Islington helping to create better futures and mental health for young Black men

Islington Council and the NHS have announced a new, innovative program to help young Black men and boys with their mental health, promoting creating better futures and tackling inequality.

The Young Black Men and Mental Health program will run for three years and will use a holistic approach through four strands to improve personal mental health and well-being, aspirations and life opportunities.

The four strands are:

  • A training program will see barbers in four Islington barber shops equipped with the skills to recognize when a customer is struggling with their mental health and assist them in accessing appropriate support. This will see barbers trained as mental health ambassadors and enable them to act as catalysts for improving mental health.
  • The “Becoming a Man” program will be delivered in partnership with the Mental Health Foundation and will see three Islington secondary schools supporting young Black boys in their long-term mental wellbeing. This will be done by allocating a full-time trained counselor to each school, delivering five sessions per week with groups of young people, including one-to-one support.
  • The “Elevate Innovation Hub” will develop “Elevate Innovation Key Workers” who will provide neighborhood support and community coaching for 16 to 25-year-olds at risk of poor health outcomes, serious youth violence and not entering school.
  • A cultural competence program for partners including the police, GPs, social care workers and schools.

Islington Council’s Executive Member for Equality, Culture and Inclusion, Cllr Roulin Khondoker, said:

“Our vision is for a more equal Islington, where everyone has the chance to start, live and age well, which is why mental health is so important to us.

“However, we know that young Black men currently do not enjoy equal opportunities to thrive, and are more likely to live in deprived neighbourhoods, be excluded from school, and be sectioned under the Mental Health Act. It is imperative that we act now to create a better, more equal future for young Black men, where they too can make their dreams a reality.

“The Young Black Men and Mental Health program is key to achieving this.
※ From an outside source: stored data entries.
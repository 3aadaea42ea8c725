//! Forwards escalated events to a `MailTransport`.

use crate::config::AlertSettings;
use crate::core::{Formatter, LogEvent, MailMessage, MailTransport, SmtpSettings};
use crate::error::AlertError;
use crate::formatting::{PatternFormatter, ALERT_PATTERN};
use std::sync::Arc;
use tracing::{debug, error, instrument};

/// Renders escalated events and hands them to the mail transport.
pub struct AlertForwarder {
    app: String,
    smtp: SmtpSettings,
    from: String,
    to: String,
    subject: String,
    formatter: PatternFormatter,
    transport: Arc<dyn MailTransport>,
}

impl AlertForwarder {
    /// Creates a forwarder for `app`.
    ///
    /// # Returns
    /// * `Err(AlertError::Incomplete)` if host, from or to is blank
    /// * `Err(AlertError::Pattern)` if the alert body pattern does not compile
    pub fn new(
        app: &str,
        settings: &AlertSettings,
        transport: Arc<dyn MailTransport>,
    ) -> Result<Self, AlertError> {
        let missing = settings.missing_fields();
        if !missing.is_empty() {
            return Err(AlertError::Incomplete { missing });
        }
        let formatter = PatternFormatter::new(ALERT_PATTERN)?;

        Ok(Self {
            app: app.to_string(),
            smtp: settings.smtp(),
            from: settings.email_from.clone().unwrap_or_default(),
            to: settings.email_to.clone().unwrap_or_default(),
            subject: settings.effective_subject().to_string(),
            formatter,
            transport,
        })
    }

    /// True iff the event carries the escalation marker.
    pub fn should_forward(&self, event: &LogEvent) -> bool {
        event.escalate
    }

    /// Renders `event` and sends it. The subject is `<subject> - <SEVERITY>`.
    #[instrument(skip_all, fields(app = %self.app, severity = %event.severity))]
    pub fn forward(&self, event: &LogEvent) -> Result<(), AlertError> {
        let message = MailMessage {
            from: self.from.clone(),
            to: self.to.clone(),
            subject: format!("{} - {}", self.subject, event.severity),
            body: self.formatter.format(event),
        };
        self.transport.send(&self.smtp, &message)?;
        debug!("Sent alert");
        Ok(())
    }

    /// Forwards `event` if it is escalated. Delivery failures are logged and
    /// swallowed.
    pub fn notify(&self, event: &LogEvent) {
        if !self.should_forward(event) {
            return;
        }
        match self.forward(event) {
            Ok(()) => metrics::counter!("alerts_sent_total").increment(1),
            Err(e) => {
                metrics::counter!("alert_failures_total").increment(1);
                error!(app = %self.app, severity = %event.severity, error = %e, "Failed to send alert");
            }
        }
    }
}

impl std::fmt::Debug for AlertForwarder {
    fn fmt(&self, f: &mut std::fmt::Formatter<'_>) -> std::fmt::Result {
        f.debug_struct("AlertForwarder")
            .field("app", &self.app)
            .field("smtp", &self.smtp)
            .field("from", &self.from)
            .field("to", &self.to)
            .field("subject", &self.subject)
            .finish_non_exhaustive()
    }
}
This holistic, pioneering program, will assist young Black men with the mental health challenges they face, and support them to create a better future.

Councilor Jason Jackson, Islington Council ward councilor for Holloway, was heavily involved in the programme. He added:

“Growing up as a young Black man in London was very difficult – it often felt like the world was stacked against you.

“The Black Men and Mental Health youth program is designed to empower, guide and support young Black men and boys as they face these challenges. Through the program, we take on structural and institutional racism, to help shift the practices, assumptions, and perceptions that may be holding young Black boys and men back.